Rigging is built by dreadnode where we use it daily.

Installation#

We publish every version to Pypi:

pip install rigging

If you want all the extras (vLLM, transformers, examples), just specify the all extra:

pip install rigging[all]

If you want to build from source:

cd rigging/
poetry install

Migration Guides#

Getting Started#

Rigging is a flexible library built on other flexible libraries. As such it might take a bit to warm up to it's interfaces provided the many ways you can accomplish your goals. However, the code is well documented and topic pages and source are a great places to step in/out of as you explore.

IDE Setup

Rigging has been built with full type support which provides clear guidance on what methods return what types, and when they return those types. It's recommended that you operate in a development environment which can take advantage of this information. Rigging will almost "fall" into place and you won't be guessing about objects as you work.

Basic Chats#

Let's start with a very basic generation example that doesn't include any parsing features, continuations, etc. You want to chat with a model and collect it's response.

We first need to get a generator object. We'll use get_generator which will resolve an identifier string to the underlying generator class object.

API Keys

The default Rigging generator is LiteLLM, which wraps a large number of providers and models. We assume for these examples that you have API tokens set as environment variables for these models. You can refer to the LiteLLM docs for supported providers and their key format. If you'd like, you can change any of the model IDs we use and/or add ,api_key=[sk-1234] to the end of any of the generator IDs to specify them inline.
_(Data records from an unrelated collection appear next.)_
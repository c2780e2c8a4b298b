//! Live table of watched values, sorted by key.
//!
//! Each distinct key holds one slot from a fixed pool. Unlike the log view,
//! the table never recycles: once every slot is taken, new keys are dropped
//! until a removal frees one. Keys are ordered byte-wise ascending and a
//! key's rank is its row in that order.

use tracing::trace;

use crate::config::OverlayConfig;
use crate::error::Result;
use crate::ring::{RingBuffer, SlotId};
use crate::traits::{HubSubscriber, ValueSink};
use crate::types::ValueEvent;

/// Content of one table slot.
#[derive(Debug, Clone, Default, PartialEq, Eq)]
pub struct ValueEntry {
    /// Watch key
    pub key: String,
    /// Display text of the value
    pub value: String,
}

/// Sorted key/value table rendered through a [`ValueSink`].
pub struct ValueTable<S: ValueSink> {
    entries: RingBuffer<ValueEntry>,
    /// Displayed keys in ascending order with their slots
    sorted: Vec<(String, SlotId)>,
    sink: S,
}

impl<S: ValueSink> std::fmt::Debug for ValueTable<S> {
    fn fmt(&self, f: &mut std::fmt::Formatter<'_>) -> std::fmt::Result {
        f.debug_struct("ValueTable")
            .field("capacity", &self.entries.capacity())
            .field("len", &self.sorted.len())
            .finish_non_exhaustive()
    }
}

impl<S: ValueSink> ValueTable<S> {
    /// Creates a table with `config.max_values` slots.
    ///
    /// # Errors
    ///
    /// Returns [`OverlayError::InvalidConfig`](crate::OverlayError::InvalidConfig)
    /// if `config.max_values` is zero.
    pub fn new(config: &OverlayConfig, sink: S) -> Result<Self> {
        Self::with_capacity(config.max_values, sink)
    }

    /// Creates a table with `capacity` slots.
    ///
    /// # Errors
    ///
    /// Returns [`OverlayError::InvalidConfig`](crate::OverlayError::InvalidConfig)
    /// if `capacity` is zero.
    pub fn with_capacity(capacity: usize, sink: S) -> Result<Self> {
        Ok(Self {
            entries: RingBuffer::new(capacity)?,
            sorted: Vec::with_capacity(capacity),
            sink,
        })
    }

    fn position(&self, key: &str) -> std::result::Result<usize, usize> {
        self.sorted
            .binary_search_by(|(existing, _)| existing.as_str().cmp(key))
    }

    /// Shows `value` under `key`.
    ///
    /// Returns the key's slot, or `None` if the key is new and the table is
    /// full.
    pub fn set(&mut self, key: &str, value: &str) -> Option<SlotId> {
        match self.position(key) {
            Ok(rank) => {
                let slot = self.sorted[rank].1;
                if let Some(entry) = self.entries.get_mut(slot) {
                    value.clone_into(&mut entry.content_mut().value);
                }
                self.sink.on_value_display(slot, key, value, rank);
                Some(slot)
            }
            Err(rank) => {
                let Some(slot) = self.entries.try_acquire() else {
                    trace!(key, capacity = self.capacity(), "value table full, dropping key");
                    return None;
                };
                if let Some(entry) = self.entries.get_mut(slot) {
                    *entry.content_mut() = ValueEntry {
                        key: key.to_string(),
                        value: value.to_string(),
                    };
                }
                self.sorted.insert(rank, (key.to_string(), slot));

                for (row, (_, id)) in self.sorted.iter().enumerate() {
                    self.sink.on_value_reorder(*id, row);
                }
                self.sink.on_value_display(slot, key, value, rank);
                trace!(key, slot = slot.0, rank, "value key added");
                Some(slot)
            }
        }
    }

    /// Stops showing `key`, returning its slot to the pool.
    ///
    /// Returns false if the key was not shown.
    ///
    /// # Errors
    ///
    /// Returns [`OverlayError::UnknownSlot`](crate::OverlayError::UnknownSlot)
    /// if the slot bookkeeping is out of sync with the pool.
    pub fn remove(&mut self, key: &str) -> Result<bool> {
        let Ok(rank) = self.position(key) else {
            return Ok(false);
        };

        let (key, slot) = self.sorted.remove(rank);
        self.entries.release(slot)?;
        self.sink.on_value_removed(slot, &key);
        trace!(key, slot = slot.0, "value key removed");
        Ok(true)
    }

    /// Current value of `key`.
    #[must_use]
    pub fn get(&self, key: &str) -> Option<&str> {
        let rank = self.position(key).ok()?;
        let slot = self.sorted[rank].1;
        self.entries
            .get(slot)
            .map(|entry| entry.content().value.as_str())
    }

    /// Row of `key` in the sorted table.
    #[must_use]
    pub fn rank(&self, key: &str) -> Option<usize> {
        self.position(key).ok()
    }

    /// Snapshot of `(key, value, rank)` in row order.
    #[must_use]
    pub fn entries(&self) -> Vec<(String, String, usize)> {
        self.sorted
            .iter()
            .enumerate()
            .filter_map(|(rank, (key, slot))| {
                let entry = self.entries.get(*slot)?;
                Some((key.clone(), entry.content().value.clone(), rank))
            })
            .collect()
    }

    /// Sorted keys.
    pub fn keys(&self) -> impl Iterator<Item = &str> + '_ {
        self.sorted.iter().map(|(key, _)| key.as_str())
    }

    /// Number of keys shown.
    #[must_use]
    pub fn len(&self) -> usize {
        self.sorted.len()
    }

    /// Returns true if no key is shown.
    #[must_use]
    pub fn is_empty(&self) -> bool {
        self.sorted.is_empty()
    }

    /// Maximum number of keys.
    #[must_use]
    pub fn capacity(&self) -> usize {
        self.entries.capacity()
    }

    /// The render sink.
    #[must_use]
    pub const fn sink(&self) -> &S {
        &self.sink
    }

    /// The render sink, mutably.
    pub fn sink_mut(&mut self) -> &mut S {
        &mut self.sink
    }
}

impl<S: ValueSink> HubSubscriber for ValueTable<S> {
    fn on_value(&mut self, event: &ValueEvent) -> Result<()> {
        self.set(&event.key, &event.value);
        Ok(())
    }

    fn on_remove(&mut self, key: &str) -> Result<()> {
        self.remove(key).map(|_| ())
    }
}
import rigging as rg # (1)!

generator = rg.get_generator("claude-3-sonnet-20240229") # (2)!
pipeline = generator.chat(
    [
        {"role": "system", "content": "You are a wizard harry."},
        {"role": "user", "content": "Say hello!"},
    ]
)
chat = await pipeline.run() # (3)!
print(chat.all)
# [
#   Message(role='system', parts=[], content='You are a wizard harry.'),
#   Message(role='user', parts=[], content='Say hello!'),
# ]
  1. You'll see us use this shorthand import syntax throughout our code, it's totally optional but makes things look nice.
  2. This is actually shorthand for litellm!anthropic/claude-3-sonnet-20240229, where litellm is the provider. We just default to that generator and you don't have to be explicit. You can find more information about this in the generators docs.
  3. From version 2 onwards, Rigging is fully async. You can use await to trigger generation and get your results, or use await_.
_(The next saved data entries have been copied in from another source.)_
//! Origin recovery from raw stack traces.
//!
//! Log lines arrive with the producer's stack trace as plain text. The parser
//! extracts the first frame that belongs to user code so the log view can
//! render `[Class.Method]` in front of the message.
//!
//! Two frame shapes are recognised:
//!
//! - Coroutine state machines: `Spawner/<SpawnLoop>d__3:MoveNext ()`. The
//!   generated `MoveNext` hides the user-authored name, which is recovered from
//!   between the angle brackets.
//! - Plain frames: `MyGame.PlayerController:Update ()`. Frames of the logging
//!   facade itself (`Debug:Log*`, `Logger:Log*`, `MonoBehaviour:print`) are
//!   skipped.

use once_cell::sync::Lazy;
use regex::Regex;

/// Coroutine continuation frame: outer class, any separator, `<Name>`, generated suffix, `MoveNext`.
static COROUTINE_REGEX: Lazy<Regex> = Lazy::new(|| {
    Regex::new(r"([\w.]+).<(\w+)>\w+.MoveNext").unwrap_or_else(|_| unreachable!())
});

/// `Class:Method` frame. Methods must start with a letter so `File.cs:42` is not a frame.
static METHOD_REGEX: Lazy<Regex> =
    Lazy::new(|| Regex::new(r"([\w.]+):([A-Za-z_]\w*)").unwrap_or_else(|_| unreachable!()));

/// Classes whose `Log*` methods belong to the logging facade.
const LOGGER_CLASSES: &[&str] = &["Logger", "Debug"];

/// The origin of a log line.
#[derive(Debug, Clone, Default, PartialEq, Eq)]
pub struct Origin {
    /// Class (possibly namespace-qualified)
    pub class: Option<String>,
    /// Method name
    pub method: Option<String>,
}

impl Origin {
    /// An origin that could not be determined.
    #[must_use]
    pub const fn unknown() -> Self {
        Self {
            class: None,
            method: None,
        }
    }

    fn found(class: &str, method: &str) -> Self {
        Self {
            class: Some(class.to_string()),
            method: Some(method.to_string()),
        }
    }

    /// Returns `Class.Method` when both parts are known.
    #[must_use]
    pub fn qualified(&self) -> Option<String> {
        match (&self.class, &self.method) {
            (Some(class), Some(method)) => Some(format!("{class}.{method}")),
            _ => None,
        }
    }

    /// Returns true if neither part is known.
    #[must_use]
    pub const fn is_unknown(&self) -> bool {
        self.class.is_none() && self.method.is_none()
    }
}

/// Stateless stack trace parser.
#[derive(Debug, Clone, Copy, Default)]
pub struct StackTraceParser;

impl StackTraceParser {
    /// Creates a parser.
    #[must_use]
    pub const fn new() -> Self {
        Self
    }

    /// Parses a stack trace, returning the first user-code origin.
    #[must_use]
    pub fn parse(&self, stacktrace: Option<&str>) -> Origin {
        match stacktrace {
            Some(trace) => parse_origin(trace),
            None => Origin::unknown(),
        }
    }
}

/// Parses a stack trace text, returning the first user-code origin.
#[must_use]
pub fn parse_origin(stacktrace: &str) -> Origin {
    if stacktrace.is_empty() {
        return Origin::unknown();
    }

    if let Some(caps) = COROUTINE_REGEX.captures(stacktrace) {
        if let (Some(class), Some(method)) = (caps.get(1), caps.get(2)) {
            return Origin::found(class.as_str(), method.as_str());
        }
    }

    METHOD_REGEX
        .captures_iter(stacktrace)
        .filter_map(|caps| Some((caps.get(1)?.as_str(), caps.get(2)?.as_str())))
        .find(|(class, method)| !is_logging_frame(class, method))
        .map_or_else(Origin::unknown, |(class, method)| {
            Origin::found(class, method)
        })
}

fn is_logging_frame(class: &str, method: &str) -> bool {
    let simple = class.rsplit('.').next().unwrap_or(class);
    (LOGGER_CLASSES.contains(&simple) && method.starts_with("Log"))
        || (simple == "MonoBehaviour" && method == "print")
}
Generators have an easy chat() method which you'll use to initiate the conversations. You can supply messages in many different forms from dictionary objects, full Message classes, or a simple str which will be converted to a user message.

import rigging as rg

generator = rg.get_generator("claude-3-sonnet-20240229")
pipeline = generator.chat( # (1)!
    [
        {"role": "system", "content": "You are a wizard harry."},
        {"role": "user", "content": "Say hello!"},
    ]
)
chat = await pipeline.run()
print(chat.all)
# [
#   Message(role='system', parts=[], content='You are a wizard harry.'),
#   Message(role='user', parts=[], content='Say hello!'),
#   Message(role='assistant', parts=[], content='Hello! How can I help you today?'),
# ]
  1. generator.chat is actually just a helper for chat(generator, ...), they do the same thing.
ChatPipeline vs Chat

You'll notice we name the result of chat() as pipeline. The naming might be confusing, but chats go through 2 phases. We first stage them into a pipeline, where we operate and prepare them before we actually trigger generation with run().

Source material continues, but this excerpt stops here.